---
title: "Tidy pipelines and structured output"
output: rmarkdown::html_vignette
vignette: >
%\VignetteIndexEntry{Tidy pipelines and structured output}
%\VignetteEngine{knitr::rmarkdown}
%\VignetteEncoding{UTF-8}
---
```{r}
knitr::opts_chunk$set(
collapse = TRUE, comment = "#>",
eval = identical(tolower(Sys.getenv("LLMR_RUN_VIGNETTES", "false")), "true")
)
```
We will show both unstructured and structured pipelines, using open models:
- deepseek-chat (DeepSeek)
- llama-3.1-8b-instant (Groq)
- openai/gpt-oss-20b (Groq)
You will need environment variables DEEPSEEK_API_KEY and GROQ_API_KEY.
```{r}
library(LLMR)
library(dplyr)
cfg_ds <- llm_config("deepseek", "deepseek-chat")
cfg_groq1 <- llm_config("groq", "llama-3.1-8b-instant")
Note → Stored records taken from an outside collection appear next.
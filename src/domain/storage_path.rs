use std::fmt;

use serde::{Serialize, Serializer};

use super::JobId;

const FALLBACK_FILENAME: &str = "audio.bin";

/// Location of a job's audio inside the audio store.
#[derive(Debug, Clone, PartialEq, Eq)]
pub struct StoragePath(String);

impl StoragePath {
    /// Builds `<job id>/<file name>`, keeping only the last path component of
    /// the uploaded name.
    pub fn new(job_id: &JobId, filename: &str) -> Self {
        Self(format!("{}/{}", job_id.as_uuid(), sanitize_filename(filename)))
    }

    pub fn as_str(&self) -> &str {
        &self.0
    }

    pub fn file_name(&self) -> &str {
        self.0.rsplit('/').next().unwrap_or(&self.0)
    }
}

fn sanitize_filename(filename: &str) -> &str {
    let name = filename
        .rsplit(['/', '\\'])
        .next()
        .unwrap_or(filename)
        .trim();
    if name.is_empty() || name == "." || name == ".." {
        FALLBACK_FILENAME
    } else {
        name
    }
}

impl fmt::Display for StoragePath {
    fn fmt(&self, f: &mut fmt::Formatter<'_>) -> fmt::Result {
        f.write_str(&self.0)
    }
}

impl Serialize for StoragePath {
    fn serialize<S: Serializer>(&self, serializer: S) -> Result<S::Ok, S::Error> {
        serializer.serialize_str(&self.0)
    }
}
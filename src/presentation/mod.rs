pub mod config;
pub mod handlers;
pub mod router;
pub mod state;

pub use config::{Environment, Settings};
pub use router::create_router;
pub use state::{AppState, StageEndpoints};
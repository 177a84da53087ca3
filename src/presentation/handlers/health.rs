use axum::Json;
use axum::extract::State;
use axum::http::StatusCode;
use axum::response::IntoResponse;
use serde::Serialize;

use crate::application::services::StageCounts;
use crate::presentation::state::AppState;

#[derive(Serialize)]
pub struct EndpointsResponse {
    pub asr: String,
    pub ml: String,
}

#[derive(Serialize)]
pub struct HealthResponse {
    pub status: String,
    pub in_flight: StageCounts,
    pub limits: StageCounts,
    pub queue_depth: StageCounts,
    pub jobs: usize,
    pub endpoints: EndpointsResponse,
}

pub async fn healthz_handler(State(state): State<AppState>) -> impl IntoResponse {
    let snapshot = state.orchestrator.health().await;

    (
        StatusCode::OK,
        Json(HealthResponse {
            status: "ok".to_string(),
            in_flight: snapshot.in_flight,
            limits: snapshot.limits,
            queue_depth: snapshot.queue_depth,
            jobs: snapshot.jobs,
            endpoints: EndpointsResponse {
                asr: state.endpoints.asr.clone(),
                ml: state.endpoints.ml.clone(),
            },
        }),
    )
}
use std::path::{Path, PathBuf};
use std::sync::Arc;

use bytes::Bytes;

use super::orchestrator::PipelineOrchestrator;

/// Feeds audio files already sitting in a directory into the pipeline.
pub struct InboxScanner {
    dir: PathBuf,
    extensions: Vec<String>,
}

impl InboxScanner {
    pub fn new(dir: PathBuf, extensions: &[String]) -> Self {
        Self {
            dir,
            extensions: extensions
                .iter()
                .map(|e| e.trim_start_matches('.').to_lowercase())
                .collect(),
        }
    }

    /// Files with an accepted extension, sorted by name, minus those whose
    /// results were already exported.
    pub async fn pending_files(
        &self,
        orchestrator: &PipelineOrchestrator,
    ) -> Result<Vec<PathBuf>, std::io::Error> {
        let mut entries = tokio::fs::read_dir(&self.dir).await?;
        let mut files = Vec::new();

        while let Some(entry) = entries.next_entry().await? {
            let path = entry.path();
            if entry.file_type().await?.is_file() && self.accepts(&path) {
                files.push(path);
            }
        }
        files.sort();

        let Some(sink) = orchestrator.result_sink() else {
            return Ok(files);
        };

        let mut pending = Vec::with_capacity(files.len());
        for path in files {
            let stem = path
                .file_stem()
                .and_then(|s| s.to_str())
                .unwrap_or_default();
            if sink.is_exported(stem).await {
                tracing::debug!(path = %path.display(), "Skipping already processed file");
            } else {
                pending.push(path);
            }
        }
        Ok(pending)
    }

    /// Ingests every pending file and returns how many jobs were created.
    /// A file that cannot be read or stored is logged and skipped.
    pub async fn ingest_all(
        &self,
        orchestrator: &Arc<PipelineOrchestrator>,
    ) -> Result<usize, std::io::Error> {
        let files = self.pending_files(orchestrator).await?;
        tracing::info!(dir = %self.dir.display(), files = files.len(), "Scanning audio inbox");

        let mut ingested = 0;
        for path in files {
            let filename = path
                .file_name()
                .and_then(|n| n.to_str())
                .unwrap_or_default()
                .to_string();

            let data = match tokio::fs::read(&path).await {
                Ok(data) => data,
                Err(e) => {
                    tracing::warn!(path = %path.display(), error = %e, "Failed to read inbox file");
                    continue;
                }
            };

            match orchestrator.ingest(&filename, Bytes::from(data)).await {
                Ok(job_id) => {
                    tracing::info!(job_id = %job_id, file = %filename, "Inbox file ingested");
                    ingested += 1;
                }
                Err(e) => {
                    tracing::warn!(file = %filename, error = %e, "Failed to ingest inbox file");
                }
            }
        }

        Ok(ingested)
    }

    fn accepts(&self, path: &Path) -> bool {
        path.extension()
            .and_then(|e| e.to_str())
            .map(|e| self.extensions.iter().any(|x| x.eq_ignore_ascii_case(e)))
            .unwrap_or(false)
    }
}
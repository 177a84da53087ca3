const MAX_VISIBLE_CHARS: usize = 120;

/// Shortens stage output for log lines: the first characters plus the total
/// length, never the whole transcript.
pub fn text_preview(text: &str) -> String {
    let trimmed = text.trim();

    if trimmed.is_empty() {
        return String::from("[EMPTY]");
    }

    let total = trimmed.chars().count();
    if total > MAX_VISIBLE_CHARS {
        let visible: String = trimmed.chars().take(MAX_VISIBLE_CHARS).collect();
        format!("{}... ({} chars total)", visible, total)
    } else {
        trimmed.to_string()
    }
}
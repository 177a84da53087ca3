mod callbacks;
mod health;
mod ingest;
mod job_status;

use serde::Serialize;

pub use callbacks::{asr_callback_handler, ml_callback_handler};
pub use health::healthz_handler;
pub use ingest::ingest_audio_handler;
pub use job_status::job_status_handler;

#[derive(Serialize)]
pub struct ErrorResponse {
    pub error: String,
}
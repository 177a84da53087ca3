use std::path::Path;

use chrono::{DateTime, Utc};
use serde::Serialize;

use super::{JobId, JobStatus, MlResult, StoragePath};

#[derive(Debug, Clone, Serialize)]
pub struct Job {
    pub id: JobId,
    pub status: JobStatus,
    pub filename: String,
    pub audio_ref: StoragePath,
    pub transcript: Option<String>,
    pub result: Option<MlResult>,
    pub last_error: Option<String>,
    pub created_at: DateTime<Utc>,
    pub updated_at: DateTime<Utc>,
}

#[derive(Debug, Clone, Copy, PartialEq, Eq, thiserror::Error)]
#[error("invalid transition {from} -> {to}")]
pub struct TransitionError {
    pub from: JobStatus,
    pub to: JobStatus,
}

impl Job {
    pub fn new(id: JobId, filename: String, audio_ref: StoragePath) -> Self {
        let now = Utc::now();
        Self {
            id,
            status: JobStatus::New,
            filename,
            audio_ref,
            transcript: None,
            result: None,
            last_error: None,
            created_at: now,
            updated_at: now,
        }
    }

    /// Moves the job along one edge of the state machine and returns the
    /// previous status.
    pub fn transition(&mut self, next: JobStatus) -> Result<JobStatus, TransitionError> {
        let from = self.status;
        if !from.can_transition_to(next) {
            return Err(TransitionError { from, to: next });
        }
        self.status = next;
        self.updated_at = Utc::now();
        tracing::debug!(job_id = %self.id, from = %from, to = %next, "Job status transition");
        Ok(from)
    }

    /// Returns false when a transcript is already present.
    pub fn set_transcript(&mut self, text: String) -> bool {
        if self.transcript.is_some() {
            return false;
        }
        self.transcript = Some(text);
        true
    }

    /// Returns false when a result is already present.
    pub fn set_result(&mut self, result: MlResult) -> bool {
        if self.result.is_some() {
            return false;
        }
        self.result = Some(result);
        true
    }

    pub fn record_error(&mut self, error: impl Into<String>) {
        self.last_error = Some(error.into());
        self.updated_at = Utc::now();
    }

    /// Name used for exported artifacts: the uploaded file's stem, or the job
    /// id when the upload carried no usable name.
    pub fn export_stem(&self) -> String {
        Path::new(&self.filename)
            .file_stem()
            .and_then(|s| s.to_str())
            .filter(|s| !s.is_empty())
            .map(String::from)
            .unwrap_or_else(|| self.id.to_string())
    }
}
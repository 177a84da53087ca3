use std::fmt;
use std::str::FromStr;

/// Deployment the process runs in; picks the optional settings file layered
/// over the built-in defaults.
#[derive(Debug, Clone, Copy, PartialEq, Eq)]
pub enum Environment {
    Local,
    Test,
    Prod,
}

impl Environment {
    pub fn as_str(&self) -> &'static str {
        match self {
            Environment::Local => "local",
            Environment::Test => "test",
            Environment::Prod => "prod",
        }
    }

    /// `appsettings.local`, `appsettings.test` or `appsettings.prod`, with any
    /// extension the `config` crate understands.
    pub fn settings_file(&self) -> String {
        format!("appsettings.{}", self.as_str())
    }

    /// `APP_ENV`, or local when unset.
    pub fn from_env() -> Result<Self, String> {
        match std::env::var("APP_ENV") {
            Ok(value) => value.parse(),
            Err(_) => Ok(Environment::Local),
        }
    }
}

impl FromStr for Environment {
    type Err = String;

    fn from_str(s: &str) -> Result<Self, Self::Err> {
        match s.trim().to_ascii_lowercase().as_str() {
            "local" | "dev" | "development" => Ok(Environment::Local),
            "test" => Ok(Environment::Test),
            "prod" | "production" => Ok(Environment::Prod),
            other => Err(format!(
                "unknown APP_ENV '{}' (expected local, test or prod)",
                other
            )),
        }
    }
}

impl fmt::Display for Environment {
    fn fmt(&self, f: &mut fmt::Formatter<'_>) -> fmt::Result {
        f.write_str(self.as_str())
    }
}
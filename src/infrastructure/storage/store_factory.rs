use std::path::PathBuf;
use std::sync::Arc;

use crate::application::ports::{AudioStore, AudioStoreError};
use crate::presentation::config::{StorageProvider, StorageSettings};

use super::object_audio_store::ObjectAudioStore;

pub struct AudioStoreFactory;

impl AudioStoreFactory {
    pub fn create(settings: &StorageSettings) -> Result<Arc<dyn AudioStore>, AudioStoreError> {
        match settings.provider {
            StorageProvider::Local => {
                let store = ObjectAudioStore::local(PathBuf::from(&settings.audio_dir))?;
                Ok(Arc::new(store))
            }
            StorageProvider::Memory => Ok(Arc::new(ObjectAudioStore::in_memory())),
        }
    }
}
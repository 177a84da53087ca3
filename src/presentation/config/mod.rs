mod environment;
mod settings;

pub use environment::Environment;
pub use settings::{
    ConfigError, ExportSettings, InboxSettings, LoggingSettings, RetrySettings, ServerSettings,
    Settings, StageSettings, StorageProvider, StorageSettings,
};
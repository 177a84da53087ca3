use std::net::SocketAddr;
use std::path::PathBuf;
use std::sync::Arc;
use std::time::Duration;

use tokio::net::TcpListener;

use raai::application::services::{InboxScanner, PipelineOrchestrator};
use raai::infrastructure::export::FileResultExporter;
use raai::infrastructure::observability::{TracingConfig, init_tracing};
use raai::infrastructure::stages::HttpStageClient;
use raai::infrastructure::storage::AudioStoreFactory;
use raai::presentation::{AppState, Environment, Settings, StageEndpoints, create_router};

const SHUTDOWN_GRACE: Duration = Duration::from_secs(30);

#[tokio::main]
async fn main() -> anyhow::Result<()> {
    dotenvy::dotenv().ok();

    let environment = Environment::from_env().map_err(anyhow::Error::msg)?;
    let settings = Settings::load(environment)?;

    init_tracing(
        TracingConfig::from_settings(&settings.logging, environment),
        settings.server.port,
    );

    let audio_store = AudioStoreFactory::create(&settings.storage)?;
    let stage_client = Arc::new(HttpStageClient::new(
        settings.asr_endpoint(),
        settings.ml_endpoint(),
    )?);

    let mut orchestrator =
        PipelineOrchestrator::new(settings.orchestrator_config(), stage_client, audio_store);
    if let Some(out_dir) = &settings.export.out_dir {
        let exporter = FileResultExporter::new(PathBuf::from(out_dir))?;
        orchestrator = orchestrator.with_result_sink(Arc::new(exporter));
    }
    let orchestrator = Arc::new(orchestrator);

    tracing::info!(
        asr_endpoint = %settings.asr.endpoint,
        asr_limit = settings.asr.limit,
        ml_endpoint = %settings.ml.endpoint,
        ml_limit = settings.ml.limit,
        callback_base = %settings.server.public_url,
        "Pipeline configured"
    );

    if let Some(dir) = &settings.inbox.dir {
        let scanner = InboxScanner::new(PathBuf::from(dir), &settings.inbox.extensions);
        let orchestrator = Arc::clone(&orchestrator);
        tokio::spawn(async move {
            match scanner.ingest_all(&orchestrator).await {
                Ok(count) => tracing::info!(jobs = count, "Inbox scan finished"),
                Err(e) => tracing::error!(error = %e, "Inbox scan failed"),
            }
        });
    }

    let state = AppState {
        orchestrator: Arc::clone(&orchestrator),
        endpoints: StageEndpoints {
            asr: settings.asr.endpoint.clone(),
            ml: settings.ml.endpoint.clone(),
        },
        max_upload_bytes: settings.max_upload_bytes(),
    };

    let router = create_router(state);

    let addr: SocketAddr = format!("{}:{}", settings.server.host, settings.server.port).parse()?;
    tracing::info!("Listening on {}", addr);

    let listener = TcpListener::bind(addr).await?;
    axum::serve(listener, router)
        .with_graceful_shutdown(shutdown_signal())
        .await?;

    tracing::info!("Waiting for in-flight dispatches");
    if tokio::time::timeout(SHUTDOWN_GRACE, orchestrator.wait_for_dispatches())
        .await
        .is_err()
    {
        tracing::warn!("Shutdown timed out after {:?}, abandoning dispatches", SHUTDOWN_GRACE);
    }

    Ok(())
}

async fn shutdown_signal() {
    let ctrl_c = async {
        if let Err(e) = tokio::signal::ctrl_c().await {
            tracing::error!(error = %e, "Failed to listen for Ctrl-C");
            std::future::pending::<()>().await;
        }
    };

    #[cfg(unix)]
    let terminate = async {
        match tokio::signal::unix::signal(tokio::signal::unix::SignalKind::terminate()) {
            Ok(mut signal) => {
                signal.recv().await;
            }
            Err(e) => {
                tracing::error!(error = %e, "Failed to listen for SIGTERM");
                std::future::pending::<()>().await;
            }
        }
    };

    #[cfg(not(unix))]
    let terminate = std::future::pending::<()>();

    tokio::select! {
        _ = ctrl_c => {},
        _ = terminate => {},
    }

    tracing::info!("Shutdown signal received");
}
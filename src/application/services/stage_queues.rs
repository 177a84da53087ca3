use std::collections::VecDeque;

use crate::domain::{JobId, Stage};

/// One FIFO of job ids per stage, waiting for an admission slot.
#[derive(Debug, Default)]
pub struct StageQueues {
    queues: [VecDeque<JobId>; 2],
}

impl StageQueues {
    pub fn new() -> Self {
        Self::default()
    }

    /// Appends `job_id` unless it is already waiting in this stage's queue.
    pub fn push(&mut self, stage: Stage, job_id: JobId) -> bool {
        let queue = &mut self.queues[stage.index()];
        if queue.contains(&job_id) {
            return false;
        }
        queue.push_back(job_id);
        true
    }

    pub fn pop(&mut self, stage: Stage) -> Option<JobId> {
        self.queues[stage.index()].pop_front()
    }

    pub fn is_empty(&self, stage: Stage) -> bool {
        self.queues[stage.index()].is_empty()
    }

    pub fn len(&self, stage: Stage) -> usize {
        self.queues[stage.index()].len()
    }

    pub fn contains(&self, stage: Stage, job_id: &JobId) -> bool {
        self.queues[stage.index()].contains(job_id)
    }

    /// Queue contents in dispatch order.
    pub fn snapshot(&self, stage: Stage) -> Vec<JobId> {
        self.queues[stage.index()].iter().copied().collect()
    }
}
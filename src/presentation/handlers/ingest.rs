use axum::Json;
use axum::extract::{Multipart, State};
use axum::http::StatusCode;
use axum::response::IntoResponse;
use serde::Serialize;

use super::ErrorResponse;
use crate::application::services::IngestError;
use crate::presentation::state::AppState;

#[derive(Serialize)]
pub struct IngestResponse {
    pub request_id: String,
}

fn bad_request(error: String) -> axum::response::Response {
    (StatusCode::BAD_REQUEST, Json(ErrorResponse { error })).into_response()
}

#[tracing::instrument(skip(state, multipart))]
pub async fn ingest_audio_handler(
    State(state): State<AppState>,
    mut multipart: Multipart,
) -> impl IntoResponse {
    let (filename, data) = loop {
        let field = match multipart.next_field().await {
            Ok(Some(f)) => f,
            Ok(None) => {
                tracing::warn!("Ingest request with no file");
                return bad_request("No file uploaded".to_string());
            }
            Err(e) => {
                tracing::error!(error = %e, "Failed to read multipart");
                return bad_request(format!("Failed to read multipart: {}", e));
            }
        };

        if field.name() != Some("file") && field.file_name().is_none() {
            continue;
        }

        let filename = field.file_name().unwrap_or_default().to_string();
        match field.bytes().await {
            Ok(d) => break (filename, d),
            Err(e) => {
                tracing::error!(error = %e, "Failed to read file bytes");
                return bad_request(format!("Failed to read file: {}", e));
            }
        }
    };

    tracing::debug!(filename = %filename, bytes = data.len(), "Audio upload received");

    match state.orchestrator.ingest(&filename, data).await {
        Ok(job_id) => (
            StatusCode::OK,
            Json(IngestResponse {
                request_id: job_id.to_string(),
            }),
        )
            .into_response(),
        Err(IngestError::EmptyAudio) => bad_request("Uploaded file is empty".to_string()),
        Err(e) => {
            tracing::error!(error = %e, "Failed to ingest audio");
            (
                StatusCode::INTERNAL_SERVER_ERROR,
                Json(ErrorResponse {
                    error: format!("Failed to ingest audio: {}", e),
                }),
            )
                .into_response()
        }
    }
}
use tracing_subscriber::layer::SubscriberExt;
use tracing_subscriber::util::SubscriberInitExt;
use tracing_subscriber::{EnvFilter, fmt};

use super::TracingConfig;

/// Installs the global subscriber. `RUST_LOG`, when set and valid, replaces
/// the configured filter.
pub fn init_tracing(config: TracingConfig, port: u16) {
    let filter = EnvFilter::try_from_default_env()
        .or_else(|_| EnvFilter::try_new(&config.default_filter))
        .unwrap_or_else(|_| EnvFilter::new("info"));

    let registry = tracing_subscriber::registry().with(filter);

    if config.json_format {
        registry
            .with(
                fmt::layer()
                    .json()
                    .with_current_span(true)
                    .with_span_list(false)
                    .with_file(true)
                    .with_line_number(true),
            )
            .init();
    } else {
        registry.with(fmt::layer().compact()).init();
    }

    tracing::info!(
        port,
        environment = %config.environment,
        json = config.json_format,
        "Orchestrator starting"
    );
}
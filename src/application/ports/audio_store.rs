use bytes::Bytes;

use crate::domain::StoragePath;

#[async_trait::async_trait]
pub trait AudioStore: Send + Sync {
    async fn store(&self, path: &StoragePath, data: Bytes) -> Result<u64, AudioStoreError>;

    async fn fetch(&self, path: &StoragePath) -> Result<Bytes, AudioStoreError>;

    async fn delete(&self, path: &StoragePath) -> Result<(), AudioStoreError>;
}

#[derive(Debug, thiserror::Error)]
pub enum AudioStoreError {
    #[error("upload failed: {0}")]
    UploadFailed(String),
    #[error("object not found: {0}")]
    NotFound(String),
    #[error("download failed: {0}")]
    DownloadFailed(String),
    #[error("delete failed: {0}")]
    DeleteFailed(String),
    #[error("io error: {0}")]
    Io(#[from] std::io::Error),
}
use serde::{Deserialize, Serialize};
use serde_json::Value;

/// Output of the classification stage. Each field is passed through as the
/// stage produced it: a plain label or a structured object with scores and
/// model metadata.
#[derive(Debug, Clone, PartialEq, Serialize, Deserialize)]
pub struct MlResult {
    pub service: Value,
    #[serde(alias = "urgency")]
    pub priority: Value,
    pub problem: Value,
}
mod inbox_test;
mod orchestrator_test;
use crate::presentation::config::{Environment, LoggingSettings};

/// Configuration for tracing initialization.
pub struct TracingConfig {
    pub environment: Environment,
    pub json_format: bool,
    pub default_filter: String,
}

impl TracingConfig {
    pub fn from_settings(settings: &LoggingSettings, environment: Environment) -> Self {
        Self {
            environment,
            json_format: settings.json,
            default_filter: settings.level.clone(),
        }
    }
}

impl Default for TracingConfig {
    fn default() -> Self {
        Self {
            environment: Environment::Local,
            json_format: std::env::var("LOG_FORMAT")
                .map(|v| v.to_lowercase() == "json")
                .unwrap_or(false),
            default_filter: "info,raai=debug,tower_http=info".to_string(),
        }
    }
}
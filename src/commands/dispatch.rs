//! Command dispatch logic for textsim

use std::time::Instant;

use crate::cli::{Cli, Commands};
use crate::commands;
use textsim_core::config::AnalysisConfig;
use textsim_core::error::{Result, TextsimError};

pub fn run(cli: &Cli, start: Instant) -> Result<()> {
    let config = load_config(cli)?;

    if cli.verbose {
        eprintln!("load_config: {:?}", start.elapsed());
    }

    match &cli.command {
        None => Err(TextsimError::UsageError(
            "no command given (try: textsim compare <FILE_A> <FILE_B> or textsim short <TEXT_A> <TEXT_B>)"
                .to_string(),
        )),

        Some(Commands::Compare {
            file_a,
            file_b,
            n,
            top_n,
            weighting,
            min_chunk_chars,
        }) => {
            let mut config = config;
            if let Some(weighting) = weighting {
                config.weighting = *weighting;
            }
            if let Some(min_chunk_chars) = min_chunk_chars {
                config.min_chunk_chars = *min_chunk_chars;
            }
            commands::compare::execute(
                cli,
                &config,
                file_a,
                file_b,
                n.unwrap_or(config.ngram_size),
                top_n.unwrap_or(config.top_n),
                start,
            )
        }

        Some(Commands::Short { text_a, text_b, n }) => commands::short::execute(
            cli,
            &config,
            text_a,
            text_b,
            n.unwrap_or(config.ngram_size),
        ),
    }
}

fn load_config(cli: &Cli) -> Result<AnalysisConfig> {
    match &cli.config {
        Some(path) => AnalysisConfig::load(path),
        None => Ok(AnalysisConfig::default()),
    }
}
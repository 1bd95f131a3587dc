//! Word-level n-gram extraction
//!
//! An n-gram is the space-joined form of `n` consecutive tokens. The same
//! n-grams serve as vector-space dimensions (with multiplicity) and as set
//! elements for Jaccard scoring (duplicates collapsed).

use std::collections::HashSet;

/// Extract the ordered sequence of n-grams from a token sequence
///
/// Sliding window of `n` tokens, step 1. Fewer than `n` tokens yields an
/// empty sequence; that is a valid result, not an error.
pub fn ngrams(tokens: &[String], n: usize) -> Vec<String> {
    if n == 0 || tokens.len() < n {
        return Vec::new();
    }

    tokens.windows(n).map(|w| w.join(" ")).collect()
}

/// Extract the set of distinct n-grams from a token sequence
pub fn ngram_set(tokens: &[String], n: usize) -> HashSet<String> {
    ngrams(tokens, n).into_iter().collect()
}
cfg_groq <- llm_config("groq", "openai/gpt-oss-20b")
```
## llm_fn: unstructured (DeepSeek)
```{r}
words <- c("excellent", "awful", "fine")
out <- llm_fn(
words,
prompt = "Classify '{x}' as Positive, Negative, or Neutral.",
.config = cfg_ds,
.return = "columns"
)
out
```
## llm_fn: unstructured (Groq)
```{r}
out_groq <- llm_fn(
words,
prompt = "Classify '{x}' as Positive, Negative, or Neutral.",
.config = cfg_groq1,
.return = "columns"
)
out_groq
```
## llm_fn_structured: schema-first (DeepSeek)
```{r}
schema <- list(
type = "object",
properties = list(
label = list(type = "string", description = "Sentiment label"),
score = list(type = "number", description = "Confidence 0..1")
),
required = list("label", "score"),
additionalProperties = FALSE
)
out_s <- llm_fn_structured(
x = words,
prompt = "Classify '{x}' as Positive, Negative, or Neutral with confidence.",
.config = cfg_ds,
.schema = schema,
.fields = c("label", "score")
)
out_s
```
## llm_mutate: unstructured (Groq)
```{r}
df <- tibble::tibble(
id = 1:3,
text = c("Cats are great pets", "The weather is bad", "I like tea")
)
df_u <- df |>
llm_mutate(
answer = "Give a short category for: {text}",
.config = cfg_groq,
.return = "columns"
)
df_u
```
## llm_mutate: shorthand syntax
The shorthand lets you combine output column and prompt in one argument:
```{r}
df |>
llm_mutate(
category = "Give a short category for: {text}",
.config = cfg_groq
)
# Equivalent to: llm_mutate(category, prompt = "Give...", .config = cfg_groq)
```
Or with multi-turn messages:
```{r}
df |>
llm_mutate(
classified = c(
system = "You are a text classifier. One word only.",
user = "Category for: {text}"
),
.config = cfg_ds
)
```
## llm_mutate with .structured flag
You can now enable structured output directly in `llm_mutate()` using `.structured = TRUE`:
```{r}
schema <- list(
type = "object",
properties = list(
category = list(type = "string"),
confidence = list(type = "number")
),
required = list("category", "confidence")
)
# Using .structured = TRUE (equivalent to calling llm_mutate_structured)
df |>
llm_mutate(
structured_result = "{text}",
.config = cfg_ds,
.structured = TRUE,
.schema = schema
)
```
This is equivalent to calling `llm_mutate_structured()` and supports all the same shorthand syntax.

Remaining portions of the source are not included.